Similarly, with the Clintons on the brain, it’s hard to avoid thinking of the Whitewater scandal of the 1990s that linked the White House to both a real-estate controversy back in Arkansas and the death of Clinton’s deputy White House counsel Vince Foster. Despite many, many, many investigations, there’s no evidence that Foster’s death was anything other than a suicide. But that hasn’t stopped many notable figures over the years—including Donald Trump and Brett Kavanaugh—from implying some sort of staged conspiracy and cover-up. As we learned this week on True Detective, staging suicides seems to be one of Hoyt’s favorite ways of eliminating troublesome figures like Tom and Lucy Purcell.

Even more pertinently—though still firmly in the realm of conspiracy—is the case of the Boys on the Tracks. In this week’s episode, Elisa points out to Wayne how many people around the Purcell case went missing or turned up dead over the years. Tom, Lucy, Harris James, Cousin Dan, Brett Woodard, etc.

In 1987, 17-year-old Kevin Ives and and his best friend, 16-year-old Don Henry, were found dead on train tracks in Alexander, Arkansas. Initial autopsies alleged that the boys had fallen asleep on the tracks after reportedly smoking 20 joints of marijuana. But other evidence—including, allegedly, stab wounds—indicated that the boys, much like Will Purcell, were likely killed elsewhere and dragged to a second location, where their bodies were found. The case remains unsolved, and is considered one of the most unsettling cold cases in the nation. Mara Leveritt—an Arkansas reporter who famously wrote about the West Memphis Three and is something of an inspiration for the Amelia character—wrote The Boys on the Tracks: Death, Denial, and a Mother’s Crusade to Bring Her Son’s Killers to Justice about Linda Ives’s quest for the truth about her son’s death.

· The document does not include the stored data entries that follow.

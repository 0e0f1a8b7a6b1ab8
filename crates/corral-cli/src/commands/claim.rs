//! Claim primitive commands: stake, release, check, list.

use std::time::Duration;

use anyhow::Result;
use clap::Args;
use corral_core::{
    Claim, ClaimStore, ListFilter, ReleaseOutcome, ResourceClass, ResourceUri, StakeOutcome,
};
use serde_json::json;

use super::{exit_codes, format_ts};
use crate::context::CliContext;

/// Arguments for `corral stake`.
#[derive(Debug, Args)]
pub struct StakeArgs {
    /// Resource URI (task://, workspace://, agent://, message://)
    pub uri: ResourceUri,

    /// Owner identity to stake under
    #[arg(long)]
    pub owner: String,

    /// Lease duration (e.g. "120s", "2h"); defaults to the class TTL from
    /// the config
    #[arg(long, value_parser = humantime::parse_duration)]
    pub ttl: Option<Duration>,

    /// Free-text memo stored on the claim
    #[arg(long)]
    pub memo: Option<String>,

    /// Output JSON
    #[arg(long)]
    pub json: bool,
}

/// Arguments for `corral release`.
#[derive(Debug, Args)]
pub struct ReleaseArgs {
    /// Resource URI to release
    pub uri: ResourceUri,

    /// Owner identity the claim was staked under
    #[arg(long)]
    pub owner: String,

    /// Output JSON
    #[arg(long)]
    pub json: bool,
}

/// Arguments for `corral check`.
#[derive(Debug, Args)]
pub struct CheckArgs {
    /// Resource URI to inspect
    pub uri: ResourceUri,

    /// Output JSON
    #[arg(long)]
    pub json: bool,
}

/// Arguments for `corral list`.
#[derive(Debug, Args)]
pub struct ListArgs {
    /// Only claims whose owner starts with this prefix
    #[arg(long)]
    pub owner_prefix: Option<String>,

    /// Only claims of one class (task, workspace, agent, message)
    #[arg(long)]
    pub class: Option<ResourceClass>,

    /// Output JSON
    #[arg(long)]
    pub json: bool,
}

fn print_claim_text(claim: &Claim) {
    println!("uri:       {}", claim.uri);
    println!("owner:     {}", claim.owner);
    println!("staked_at: {}", format_ts(claim.staked_at));
    println!("expires:   {}", format_ts(claim.expires_at()));
    if let Some(memo) = &claim.memo {
        println!("memo:      {memo}");
    }
}

/// Default TTL for a class, from config.
fn class_ttl(ctx: &CliContext, class: ResourceClass) -> Duration {
    let ttl = &ctx.config.ttl;
    match class {
        ResourceClass::Task => ttl.task,
        ResourceClass::Workspace => ttl.workspace,
        ResourceClass::AgentSlot => ttl.slot,
        ResourceClass::Message => ttl.message,
    }
}

/// `corral stake` - exit 0 on success, 2 on conflict.
pub fn stake(ctx: &CliContext, args: &StakeArgs) -> Result<u8> {
    let ttl = args.ttl.unwrap_or_else(|| class_ttl(ctx, args.uri.class()));
    let outcome = ctx
        .store()
        .stake(&args.uri, &args.owner, ttl, args.memo.as_deref())?;
    match outcome {
        StakeOutcome::Staked(claim) => {
            if args.json {
                println!("{}", serde_json::to_string_pretty(&claim)?);
            } else {
                print_claim_text(&claim);
            }
            Ok(exit_codes::SUCCESS)
        },
        StakeOutcome::Conflict { holder, remaining } => {
            if args.json {
                println!(
                    "{}",
                    json!({
                        "conflict": {
                            "holder": holder,
                            "remaining_secs": remaining.as_secs(),
                        }
                    })
                );
            } else {
                println!(
                    "conflict: held by {holder} for another {}",
                    humantime::format_duration(remaining)
                );
            }
            Ok(exit_codes::BUSY)
        },
    }
}

/// `corral release` - exit 0 on released or not-found (idempotent), 2 if
/// someone else holds the claim.
pub fn release(ctx: &CliContext, args: &ReleaseArgs) -> Result<u8> {
    let outcome = ctx.store().release(&args.uri, &args.owner)?;
    let (text, code) = match &outcome {
        ReleaseOutcome::Released => ("released".to_string(), exit_codes::SUCCESS),
        ReleaseOutcome::NotFound => ("not found (already absent)".to_string(), exit_codes::SUCCESS),
        ReleaseOutcome::NotOwner { holder } => {
            (format!("not owner: held by {holder}"), exit_codes::BUSY)
        },
    };
    if args.json {
        let status = match outcome {
            ReleaseOutcome::Released => "released",
            ReleaseOutcome::NotFound => "not_found",
            ReleaseOutcome::NotOwner { .. } => "not_owner",
        };
        println!("{}", json!({ "status": status }));
    } else {
        println!("{text}");
    }
    Ok(code)
}

/// `corral check` - exit 0 whether present or absent.
pub fn check(ctx: &CliContext, args: &CheckArgs) -> Result<u8> {
    match ctx.store().check(&args.uri)? {
        Some(claim) => {
            if args.json {
                println!("{}", serde_json::to_string_pretty(&claim)?);
            } else {
                print_claim_text(&claim);
            }
        },
        None => {
            if args.json {
                println!("null");
            } else {
                println!("absent");
            }
        },
    }
    Ok(exit_codes::SUCCESS)
}

/// `corral list`.
pub fn list(ctx: &CliContext, args: &ListArgs) -> Result<u8> {
    let mut filter = ListFilter::all().with_project(&ctx.config.project);
    if let Some(prefix) = &args.owner_prefix {
        filter = filter.with_owner_prefix(prefix);
    }
    if let Some(class) = args.class {
        filter = filter.with_class(class);
    }
    let claims = ctx.store().list(&filter)?;

    if args.json {
        println!("{}", serde_json::to_string_pretty(&claims)?);
    } else if claims.is_empty() {
        println!("no claims");
    } else {
        for claim in &claims {
            println!(
                "{}\t{}\texpires {}",
                claim.uri,
                claim.owner,
                format_ts(claim.expires_at())
            );
        }
    }
    Ok(exit_codes::SUCCESS)
}
//! Configuration parsing and management.
//!
//! This module handles parsing of the kernel configuration file
//! (`corral.toml`) that defines the project name, the claim store location,
//! the admission bound, and the lease durations for each resource class.
//! Every field has a default so an empty file (or no file) is a valid
//! configuration.

use std::path::PathBuf;
use std::time::Duration;

use serde::{Deserialize, Serialize};
use thiserror::Error;

use crate::backoff::BackoffConfig;

/// Configuration error type.
#[derive(Debug, Error)]
#[non_exhaustive]
pub enum ConfigError {
    /// IO error reading the configuration file.
    #[error("failed to read config: {0}")]
    Io(#[from] std::io::Error),

    /// TOML parsing error.
    #[error("failed to parse config: {0}")]
    Parse(#[from] toml::de::Error),

    /// A value failed validation.
    #[error("invalid config value for {field}: {reason}")]
    Validation {
        /// The field that failed.
        field: &'static str,
        /// Why it was rejected.
        reason: String,
    },
}

/// Top-level kernel configuration.
#[derive(Debug, Clone, Serialize, Deserialize)]
pub struct KernelConfig {
    /// Project namespace all claims are scoped to.
    #[serde(default = "default_project")]
    pub project: String,

    /// Path to the SQLite claim store.
    #[serde(default = "default_store_path")]
    pub store_path: PathBuf,

    /// Maximum number of concurrently admitted orchestrator processes.
    #[serde(default = "default_max_leads")]
    pub max_leads: u32,

    /// Lease durations per resource class.
    #[serde(default)]
    pub ttl: TtlConfig,

    /// Merge mutex protocol settings.
    #[serde(default)]
    pub merge: MergeConfig,

    /// Grace window before an unpaired task/workspace claim is reported by
    /// the auditor. Covers the normal gap between staking the two halves
    /// of a pair.
    #[serde(default = "default_pair_grace")]
    #[serde(with = "humantime_serde")]
    pub pair_grace: Duration,
}

fn default_project() -> String {
    "default".to_string()
}

fn default_store_path() -> PathBuf {
    PathBuf::from("corral.db")
}

const fn default_max_leads() -> u32 {
    4
}

const fn default_pair_grace() -> Duration {
    Duration::from_secs(300)
}

impl Default for KernelConfig {
    fn default() -> Self {
        Self {
            project: default_project(),
            store_path: default_store_path(),
            max_leads: default_max_leads(),
            ttl: TtlConfig::default(),
            merge: MergeConfig::default(),
            pair_grace: default_pair_grace(),
        }
    }
}

impl KernelConfig {
    /// Load configuration from a TOML file.
    ///
    /// # Errors
    ///
    /// Returns an error if the file cannot be read, parsed, or validated.
    pub fn from_file(path: &std::path::Path) -> Result<Self, ConfigError> {
        let content = std::fs::read_to_string(path)?;
        Self::from_toml(&content)
    }

    /// Parse configuration from a TOML string.
    ///
    /// # Errors
    ///
    /// Returns an error if the TOML is invalid or a value fails
    /// validation.
    pub fn from_toml(content: &str) -> Result<Self, ConfigError> {
        let config: Self = toml::from_str(content)?;
        config.validate()?;
        Ok(config)
    }

    fn validate(&self) -> Result<(), ConfigError> {
        if self.project.is_empty() || self.project.contains('/') {
            return Err(ConfigError::Validation {
                field: "project",
                reason: "must be a non-empty name without '/'".to_string(),
            });
        }
        if self.max_leads == 0 {
            return Err(ConfigError::Validation {
                field: "max_leads",
                reason: "must admit at least one orchestrator".to_string(),
            });
        }
        if self.merge.ttl.as_secs() == 0 {
            return Err(ConfigError::Validation {
                field: "merge.ttl",
                reason: "must be at least one second".to_string(),
            });
        }
        Ok(())
    }
}

/// Lease durations per resource class.
///
/// There is no refresh operation, so each TTL must be generous enough to
/// cover the expected critical-section duration; crashes are recovered via
/// expiry, not heartbeats.
#[derive(Debug, Clone, Serialize, Deserialize)]
pub struct TtlConfig {
    /// Task ownership (long: one working session).
    #[serde(default = "default_task_ttl")]
    #[serde(with = "humantime_serde")]
    pub task: Duration,

    /// Per-task workspace ownership (long: one working session).
    #[serde(default = "default_workspace_ttl")]
    #[serde(with = "humantime_serde")]
    pub workspace: Duration,

    /// Orchestrator slot occupancy (session length).
    #[serde(default = "default_slot_ttl")]
    #[serde(with = "humantime_serde")]
    pub slot: Duration,

    /// Processed-event markers (just long enough to outlast plausible
    /// at-least-once redelivery).
    #[serde(default = "default_message_ttl")]
    #[serde(with = "humantime_serde")]
    pub message: Duration,
}

const fn default_task_ttl() -> Duration {
    Duration::from_secs(4 * 3600)
}

const fn default_workspace_ttl() -> Duration {
    Duration::from_secs(4 * 3600)
}

const fn default_slot_ttl() -> Duration {
    Duration::from_secs(8 * 3600)
}

const fn default_message_ttl() -> Duration {
    Duration::from_secs(600)
}

impl Default for TtlConfig {
    fn default() -> Self {
        Self {
            task: default_task_ttl(),
            workspace: default_workspace_ttl(),
            slot: default_slot_ttl(),
            message: default_message_ttl(),
        }
    }
}

/// Merge mutex protocol settings.
#[derive(Debug, Clone, Serialize, Deserialize)]
pub struct MergeConfig {
    /// Lease on the trunk lock (short: one merge).
    #[serde(default = "default_merge_ttl")]
    #[serde(with = "humantime_serde")]
    pub ttl: Duration,

    /// Total time a waiter spends retrying before abandoning the merge.
    #[serde(default = "default_wait_timeout")]
    #[serde(with = "humantime_serde")]
    pub wait_timeout: Duration,

    /// Delay schedule between stake retries.
    #[serde(default)]
    pub backoff: BackoffConfig,

    /// Symmetric jitter fraction applied to each backoff delay.
    #[serde(default = "default_jitter")]
    pub jitter: f64,
}

const fn default_merge_ttl() -> Duration {
    Duration::from_secs(120)
}

const fn default_wait_timeout() -> Duration {
    Duration::from_secs(600)
}

const fn default_jitter() -> f64 {
    0.3
}

impl Default for MergeConfig {
    fn default() -> Self {
        Self {
            ttl: default_merge_ttl(),
            wait_timeout: default_wait_timeout(),
            backoff: BackoffConfig::default(),
            jitter: default_jitter(),
        }
    }
}

#[cfg(test)]
mod tests {
    use super::*;

    #[test]
    fn test_empty_toml_yields_defaults() {
        let config = KernelConfig::from_toml("").unwrap();
        assert_eq!(config.project, "default");
        assert_eq!(config.max_leads, 4);
        assert_eq!(config.merge.ttl, Duration::from_secs(120));
        assert_eq!(config.ttl.message, Duration::from_secs(600));
        assert_eq!(config.pair_grace, Duration::from_secs(300));
    }

    #[test]
    fn test_full_config_parses() {
        let config = KernelConfig::from_toml(
            r#"
            project = "atlas"
            store_path = "/var/lib/corral/claims.db"
            max_leads = 2
            pair_grace = "2m"

            [ttl]
            task = "2h"
            workspace = "2h"
            slot = "6h"
            message = "15m"

            [merge]
            ttl = "90s"
            wait_timeout = "5m"
            jitter = 0.2

            [merge.backoff]
            type = "exponential"
            initial_delay = "1s"
            max_delay = "10s"
            multiplier = 2.0
            "#,
        )
        .unwrap();

        assert_eq!(config.project, "atlas");
        assert_eq!(config.max_leads, 2);
        assert_eq!(config.ttl.task, Duration::from_secs(7200));
        assert_eq!(config.merge.ttl, Duration::from_secs(90));
        assert_eq!(config.merge.wait_timeout, Duration::from_secs(300));
        assert!(
            matches!(config.merge.backoff, BackoffConfig::Exponential { initial_delay, .. }
                if initial_delay == Duration::from_secs(1))
        );
    }

    #[test]
    fn test_invalid_values_rejected() {
        assert!(KernelConfig::from_toml("project = \"\"").is_err());
        assert!(KernelConfig::from_toml("project = \"a/b\"").is_err());
        assert!(KernelConfig::from_toml("max_leads = 0").is_err());
        assert!(KernelConfig::from_toml("[merge]\nttl = \"0s\"").is_err());
    }

    #[test]
    fn test_round_trips_through_toml() {
        let config = KernelConfig::default();
        let text = toml::to_string_pretty(&config).unwrap();
        let back = KernelConfig::from_toml(&text).unwrap();
        assert_eq!(back.project, config.project);
        assert_eq!(back.merge.wait_timeout, config.merge.wait_timeout);
    }
}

Ives and a number of others who have looked into the case believe that the government was somehow involved; the most popular theory among those who favor conspiracies paints Kevin and Don’s deaths as a massive cover-up after the boys stumbled upon a drug-related government operation. Clinton was the governor of Arkansas at the time—so, as you can imagine, his name has been tied up with this case in certain circles for years. Much like the Purcell case, back in the 1980s, a number of people who either knew about the Boys on the Tracks or were slated to testify died mysteriously. While it’s true a number of people of interest died for a number of different causes, no direct link to the case itself has ever been proven.

Though he may not be trying to make any kind of pointed commentary about the Clintons via the lurid crimes of True Detective Season 3, Pizzolatto loves broad conspiracies based on real-life horrors and shadowy government cover-ups. When it comes to writing about Arkansas in the 80s and 90s, there’s no way to do just that without invoking some of the state’s most powerful and famous families: the Tysons and the Clintons.